I am advocating here for a smart solution that might keep your brain engaged even in difficult cases. If you look at your students as fun and challenging projects that you have to overcome, exactly the same way you look at your Scriabin Sonata, your Dissertation in Modal Theory or your Book on the History of Female Composers; you will understand that, these are enormous projects that don’t happen in one night, one week, or even one year. This might allow you to be patient in days that students are not presenting satisfactory results, and instead of pointing a finger on their direction, you might then choose to hold them by the hand and keep walking together towards improvement.
The complexity of the situation is severely heightened when you then realize that you have 20 of these projects, looking in your face every week, moving through the room, doing or not what you ask, waiting to be organized, re-categorized, worked at, and sent back home to work on their own for a few days. With 2 or 20 students, you are writing 2 or 20 dissertations, learning 2 or 20 Scriabin Sonatas (I wish he had that many :-) and you are responsible for the words in each and every page.
That is when I start seriously looking into giving my students some perspective. I try to include in their musical diet small portions of other's realities, and of possible future realities of their own. The possibilities ahead of them, the potential outcomes of working in one direction or another, will slowly give them the independence you so desperately wish all of them had from the beginning.
Now, here we have to face a new set of serious problems, as many teachers don’t have perspective themselves.
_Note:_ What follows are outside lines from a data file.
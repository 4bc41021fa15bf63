//! Annealing schedule configuration.

use serde::{Deserialize, Serialize};

use crate::error::ConfigError;

/// Temperature below which a run is considered converged.
pub const DEFAULT_CONVERGENCE_THRESHOLD: f64 = 1e-3;

/// Caller-supplied settings for one optimization run.
///
/// ```
/// use grid_route_planner::config::AnnealingConfig;
///
/// let config = AnnealingConfig::default()
///     .with_initial_temperature(100.0)
///     .with_cooling_rate(0.995)
///     .with_tick_interval_ms(0)
///     .with_seed(7);
/// assert!(config.validate().is_ok());
/// assert_eq!(config.expected_ticks(), 2297);
/// ```
#[derive(Debug, Clone, PartialEq, Serialize, Deserialize)]
pub struct AnnealingConfig {
    /// Starting temperature. Higher values accept more uphill moves early.
    pub initial_temperature: f64,

    /// Geometric cooling factor in (0, 1), applied once per tick.
    pub cooling_rate: f64,

    /// Delay between scheduled ticks.
    pub tick_interval_ms: u64,

    pub convergence_threshold: f64,

    /// Random seed for reproducible runs. `None` draws from the OS.
    pub seed: Option<u64>,
}

impl Default for AnnealingConfig {
    fn default() -> Self {
        Self {
            initial_temperature: 100.0,
            cooling_rate: 0.995,
            tick_interval_ms: 10,
            convergence_threshold: DEFAULT_CONVERGENCE_THRESHOLD,
            seed: None,
        }
    }
}

impl AnnealingConfig {
    pub fn with_initial_temperature(mut self, t: f64) -> Self {
        self.initial_temperature = t;
        self
    }

    pub fn with_cooling_rate(mut self, rate: f64) -> Self {
        self.cooling_rate = rate;
        self
    }

    pub fn with_tick_interval_ms(mut self, ms: u64) -> Self {
        self.tick_interval_ms = ms;
        self
    }

    pub fn with_convergence_threshold(mut self, t: f64) -> Self {
        self.convergence_threshold = t;
        self
    }

    pub fn with_seed(mut self, seed: u64) -> Self {
        self.seed = Some(seed);
        self
    }

    pub fn validate(&self) -> Result<(), ConfigError> {
        let t0 = self.initial_temperature;
        if !(t0.is_finite() && t0 > 0.0) {
            return Err(ConfigError::NonPositiveTemperature(t0));
        }
        let rate = self.cooling_rate;
        if !(rate > 0.0 && rate < 1.0) {
            return Err(ConfigError::CoolingRateOutOfRange(rate));
        }
        let threshold = self.convergence_threshold;
        if !(threshold.is_finite() && threshold > 0.0) {
            return Err(ConfigError::NonPositiveThreshold(threshold));
        }
        Ok(())
    }

    /// Number of cooling ticks a run takes before it reports convergence:
    /// the smallest `k` with `T0 * rate^k < threshold`, using the same
    /// repeated multiplication as the annealer. Zero for an invalid
    /// configuration.
    pub fn expected_ticks(&self) -> u64 {
        if self.validate().is_err() {
            return 0;
        }
        let mut temperature = self.initial_temperature;
        let mut ticks = 0;
        while temperature >= self.convergence_threshold {
            temperature *= self.cooling_rate;
            ticks += 1;
        }
        ticks
    }
}
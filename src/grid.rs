//! Grid geometry: cells, dimensions, obstacles and points of interest.

use std::collections::HashSet;
use std::fmt;

use serde::{Deserialize, Serialize};

use crate::error::ConfigError;

/// Default grid edge length.
pub const DEFAULT_GRID_SIZE: u32 = 100;

/// A cell on the grid, `0 <= x < width`, `0 <= y < height`.
#[derive(Debug, Clone, Copy, PartialEq, Eq, Hash, PartialOrd, Ord, Serialize, Deserialize)]
pub struct GridCell {
    pub x: u32,
    pub y: u32,
}

impl GridCell {
    pub const fn new(x: u32, y: u32) -> Self {
        Self { x, y }
    }

    /// Manhattan distance, the obstacle-free hop count between two cells.
    pub fn manhattan(&self, other: &GridCell) -> u32 {
        self.x.abs_diff(other.x) + self.y.abs_diff(other.y)
    }
}

impl fmt::Display for GridCell {
    fn fmt(&self, f: &mut fmt::Formatter<'_>) -> fmt::Result {
        write!(f, "({}, {})", self.x, self.y)
    }
}

impl From<(u32, u32)> for GridCell {
    fn from((x, y): (u32, u32)) -> Self {
        Self { x, y }
    }
}

/// Grid size in cells.
#[derive(Debug, Clone, Copy, PartialEq, Eq, Serialize, Deserialize)]
pub struct GridDims {
    pub width: u32,
    pub height: u32,
}

impl Default for GridDims {
    fn default() -> Self {
        Self {
            width: DEFAULT_GRID_SIZE,
            height: DEFAULT_GRID_SIZE,
        }
    }
}

impl fmt::Display for GridDims {
    fn fmt(&self, f: &mut fmt::Formatter<'_>) -> fmt::Result {
        write!(f, "{}x{}", self.width, self.height)
    }
}

impl GridDims {
    pub fn new(width: u32, height: u32) -> Result<Self, ConfigError> {
        if width == 0 || height == 0 {
            return Err(ConfigError::EmptyGrid { width, height });
        }
        Ok(Self { width, height })
    }

    pub fn contains(&self, cell: GridCell) -> bool {
        cell.x < self.width && cell.y < self.height
    }

    pub fn cell_count(&self) -> usize {
        self.width as usize * self.height as usize
    }

    /// Row-major offset of a cell. Caller guarantees the cell is in bounds.
    pub fn offset(&self, cell: GridCell) -> usize {
        cell.y as usize * self.width as usize + cell.x as usize
    }

    /// In-bounds 4-directional neighbours, in +x, -x, +y, -y order.
    pub fn neighbors(&self, cell: GridCell) -> impl Iterator<Item = GridCell> + '_ {
        let candidates = [
            cell.x.checked_add(1).map(|x| GridCell::new(x, cell.y)),
            cell.x.checked_sub(1).map(|x| GridCell::new(x, cell.y)),
            cell.y.checked_add(1).map(|y| GridCell::new(cell.x, y)),
            cell.y.checked_sub(1).map(|y| GridCell::new(cell.x, y)),
        ];
        candidates
            .into_iter()
            .flatten()
            .filter(move |next| self.contains(*next))
    }
}

/// Blocked cells. Membership is O(1); toggling flips membership.
#[derive(Debug, Clone, Default, PartialEq, Eq)]
pub struct ObstacleSet {
    cells: HashSet<GridCell>,
}

impl ObstacleSet {
    pub fn new() -> Self {
        Self::default()
    }

    /// Flips membership. Returns `true` if the cell is blocked afterwards.
    pub fn toggle(&mut self, cell: GridCell) -> bool {
        if self.cells.remove(&cell) {
            false
        } else {
            self.cells.insert(cell);
            true
        }
    }

    /// Adds a cell. Returns `true` if it was not already blocked.
    pub fn insert(&mut self, cell: GridCell) -> bool {
        self.cells.insert(cell)
    }

    pub fn contains(&self, cell: GridCell) -> bool {
        self.cells.contains(&cell)
    }

    pub fn len(&self) -> usize {
        self.cells.len()
    }

    pub fn is_empty(&self) -> bool {
        self.cells.is_empty()
    }

    pub fn iter(&self) -> impl Iterator<Item = &GridCell> {
        self.cells.iter()
    }

    pub fn clear(&mut self) {
        self.cells.clear();
    }
}

impl FromIterator<GridCell> for ObstacleSet {
    fn from_iter<I: IntoIterator<Item = GridCell>>(iter: I) -> Self {
        Self {
            cells: iter.into_iter().collect(),
        }
    }
}

/// The warehouse and the ordered customers.
///
/// A customer's position in the sequence is its stable identity in a tour.
#[derive(Debug, Clone, Default, PartialEq, Eq)]
pub struct PointSet {
    warehouse: Option<GridCell>,
    customers: Vec<GridCell>,
}

impl PointSet {
    pub fn new() -> Self {
        Self::default()
    }

    /// Places or moves the single warehouse.
    pub fn set_warehouse(&mut self, cell: GridCell) {
        self.warehouse = Some(cell);
    }

    /// Appends a customer and returns its customer index.
    pub fn add_customer(&mut self, cell: GridCell) -> usize {
        self.customers.push(cell);
        self.customers.len() - 1
    }

    pub fn warehouse(&self) -> Option<GridCell> {
        self.warehouse
    }

    pub fn customers(&self) -> &[GridCell] {
        &self.customers
    }

    pub fn customer_count(&self) -> usize {
        self.customers.len()
    }

    /// Points in PointIndex order: `[warehouse, customer_0, ..]`.
    ///
    /// Returns `None` until a warehouse is placed.
    pub fn indexed_points(&self) -> Option<Vec<GridCell>> {
        let warehouse = self.warehouse?;
        let mut points = Vec::with_capacity(self.customers.len() + 1);
        points.push(warehouse);
        points.extend_from_slice(&self.customers);
        Some(points)
    }

    pub fn clear(&mut self) {
        self.warehouse = None;
        self.customers.clear();
    }
}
Not knowing that a student that hates Beethoven might be fine playing Fats Waller, or that a student that doesn’t memorize their music might actually have the potential to be a superb sight-reader; in short, finding out, sometimes weekly, what will make a student spend that extra mile a day working, is a part of your job.
Perspective has to be treated with the utmost sincerity but through the lenses of inspiration, and never fear. As we are learning by studying the brain, happiness allows for better long term memory, as fear might make a student work harder in front of you, but completely give up when you are not looking.
When I talk about happiness, I am not talking about allowing students to have total freedom and no structure; I am only trying to balance their air flow, their muscle tension and hormonal reactions that facilitate learning when a body believes in it's well being. Here the magician in you has to work like an infallible machine. You will, many times, have to be sneaky about making a student produce without telling them they have to.
Unfortunately, for your disappointment, most students will never adapt to the lesson system that allows you as a teacher to sit back in your chair, listen to their pieces, give them two, three comments, and send them home. You will discourage people from music making if you don’t give them alternative paths that fits their lifestyles and personalities; the perspective into what else is possible beyond what would be ideal for you as their teacher.
Basically, I am politely trying to say that, I am sorry to inform you but,
teaching isn’t about you.
As it goes with parenting, teaching isn’t about choosing a destine for a person, but instead, allowing this person to see what is available, possible and desirable for them selves.
If anything, you have the power to gear them towards a destine you imagine more fitted; but if persisting in making them change without consensually designing a clear path for such, you also have the power to completely shatter their souls. It is up to you to choose to be patient, and practice your teaching with love and respect.